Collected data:

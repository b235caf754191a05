use std::fmt;
use std::fmt::{Display, Formatter};

use crate::parser::ast::LiteralType;

pub const TYPE_STR_UNDEFINED: &str = "undefined";
pub const TYPE_STR_NULL: &str = "null";
pub const TYPE_STR_BOOLEAN: &str = "boolean";
pub const TYPE_STR_STRING: &str = "string";
pub const TYPE_STR_NUMBER: &str = "number";
pub const TYPE_STR_OBJECT: &str = "object";
pub const TYPE_STR_FUNCTION: &str = "function";

/// Id of an object in the simulated heap.
pub type ObjectId = usize;

/// A simulated JavaScript value.
///
/// Objects and functions are references: objects point into the heap's object
/// arena, functions are named entries of the heap's function table.
#[derive(Debug, Clone, PartialEq)]
pub enum JsValue {
    Undefined,
    Null,
    Boolean(bool),
    String(String),
    Number(f64),
    Object(ObjectId),
    Function(String),
}

impl JsValue {
    pub fn type_of(&self) -> &'static str {
        match self {
            JsValue::Undefined => TYPE_STR_UNDEFINED,
            // typeof null is "object" in JavaScript
            JsValue::Null => TYPE_STR_OBJECT,
            JsValue::Boolean(_) => TYPE_STR_BOOLEAN,
            JsValue::String(_) => TYPE_STR_STRING,
            JsValue::Number(_) => TYPE_STR_NUMBER,
            JsValue::Object(_) => TYPE_STR_OBJECT,
            JsValue::Function(_) => TYPE_STR_FUNCTION,
        }
    }

    pub fn as_object_id(&self) -> Option<ObjectId> {
        match self {
            JsValue::Object(id) => Some(*id),
            _ => None,
        }
    }
}

impl From<&LiteralType> for JsValue {
    fn from(lit: &LiteralType) -> Self {
        match lit {
            LiteralType::NullLiteral => JsValue::Null,
            LiteralType::BooleanLiteral(b) => JsValue::Boolean(*b),
            LiteralType::StringLiteral(s) => JsValue::String(s.clone()),
            LiteralType::NumberLiteral(n) => JsValue::Number(*n),
        }
    }
}

/// Renders values the way template-string interpolation would.
impl Display for JsValue {
    fn fmt(&self, f: &mut Formatter<'_>) -> fmt::Result {
        match self {
            JsValue::Undefined => f.write_str(TYPE_STR_UNDEFINED),
            JsValue::Null => f.write_str(TYPE_STR_NULL),
            JsValue::Boolean(b) => write!(f, "{}", b),
            JsValue::String(s) => f.write_str(s),
            JsValue::Number(n) => f.write_str(&number_to_string(*n)),
            JsValue::Object(_) => f.write_str("[object Object]"),
            JsValue::Function(name) => write!(f, "[Function: {}]", name),
        }
    }
}

/// Number-to-string conversion following JavaScript's output format for the
/// common cases: integral values print without a fraction, `-0` prints as
/// `0`, and large exponents carry an explicit sign.
pub fn number_to_string(n: f64) -> String {
    if n.is_nan() {
        "NaN".to_string()
    } else if n.is_infinite() {
        let s = if n > 0.0 { "Infinity" } else { "-Infinity" };
        s.to_string()
    } else if n == 0.0 {
        "0".to_string()
    } else if n.fract() == 0.0 && n.abs() < 1e21 {
        format!("{:.0}", n)
    } else if n.abs() >= 1e21 || n.abs() < 1e-6 {
        let s = format!("{:e}", n);
        match s.find('e') {
            Some(pos) if !s[pos + 1..].starts_with('-') => {
                format!("{}e+{}", &s[..pos], &s[pos + 1..])
            }
            _ => s,
        }
    } else {
        format!("{}", n)
    }
}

*TASK*: Give the records again, exactly as they appear.

*TASK SOLUTION*:
repository b235caf754191a05
use std::fmt;
use std::fmt::{Display, Formatter};

use crate::parser::ast::LiteralType;

pub const TYPE_STR_UNDEFINED: &str = "undefined";
pub const TYPE_STR_NULL: &str = "null";
pub const TYPE_STR_BOOLEAN: &str = "boolean";
pub const TYPE_STR_STRING: &str = "string";
pub const TYPE_STR_NUMBER: &str = "number";
pub const TYPE_STR_OBJECT: &str = "object";
pub const TYPE_STR_FUNCTION: &str = "function";

/// Id of an object in the simulated heap.
pub type ObjectId = usize;

/// A simulated JavaScript value.
///
/// Objects and functions are references: objects point into the heap's object
/// arena, functions are named entries of the heap's function table.
#[derive(Debug, Clone, PartialEq)]
pub enum JsValue {
    Undefined,
    Null,
    Boolean(bool),
    String(String),
    Number(f64),
    Object(ObjectId),
    Function(String),
}

impl JsValue {
    pub fn type_of(&self) -> &'static str {
        match self {
            JsValue::Undefined => TYPE_STR_UNDEFINED,
            // typeof null is "object" in JavaScript
            JsValue::Null => TYPE_STR_OBJECT,
            JsValue::Boolean(_) => TYPE_STR_BOOLEAN,
            JsValue::String(_) => TYPE_STR_STRING,
            JsValue::Number(_) => TYPE_STR_NUMBER,
            JsValue::Object(_) => TYPE_STR_OBJECT,
            JsValue::Function(_) => TYPE_STR_FUNCTION,
        }
    }

    pub fn as_object_id(&self) -> Option<ObjectId> {
        match self {
            JsValue::Object(id) => Some(*id),
            _ => None,
        }
    }
}

impl From<&LiteralType> for JsValue {
    fn from(lit: &LiteralType) -> Self {
        match lit {
            LiteralType::NullLiteral => JsValue::Null,
            LiteralType::BooleanLiteral(b) => JsValue::Boolean(*b),
            LiteralType::StringLiteral(s) => JsValue::String(s.clone()),
            LiteralType::NumberLiteral(n) => JsValue::Number(*n),
        }
    }
}

/// Renders values the way template-string interpolation would.
impl Display for JsValue {
    fn fmt(&self, f: &mut Formatter<'_>) -> fmt::Result {
        match self {
            JsValue::Undefined => f.write_str(TYPE_STR_UNDEFINED),
            JsValue::Null => f.write_str(TYPE_STR_NULL),
            JsValue::Boolean(b) => write!(f, "{}", b),
            JsValue::String(s) => f.write_str(s),
            JsValue::Number(n) => f.write_str(&number_to_string(*n)),
            JsValue::Object(_) => f.write_str("[object Object]"),
            JsValue::Function(name) => write!(f, "[Function: {}]", name),
        }
    }
}

/// Number-to-string conversion following JavaScript's output format for the
/// common cases: integral values print without a fraction, `-0` prints as
/// `0`, and large exponents carry an explicit sign.
pub fn number_to_string(n: f64) -> String {
    if n.is_nan() {
        "NaN".to_string()
    } else if n.is_infinite() {
        let s = if n > 0.0 { "Infinity" } else { "-Infinity" };
        s.to_string()
    } else if n == 0.0 {
        "0".to_string()
    } else if n.fract() == 0.0 && n.abs() < 1e21 {
        format!("{:.0}", n)
    } else if n.abs() >= 1e21 || n.abs() < 1e-6 {
        let s = format!("{:e}", n);
        match s.find('e') {
            Some(pos) if !s[pos + 1..].starts_with('-') => {
                format!("{}e+{}", &s[..pos], &s[pos + 1..])
            }
            _ => s,
        }
    } else {
        format!("{}", n)
    }
}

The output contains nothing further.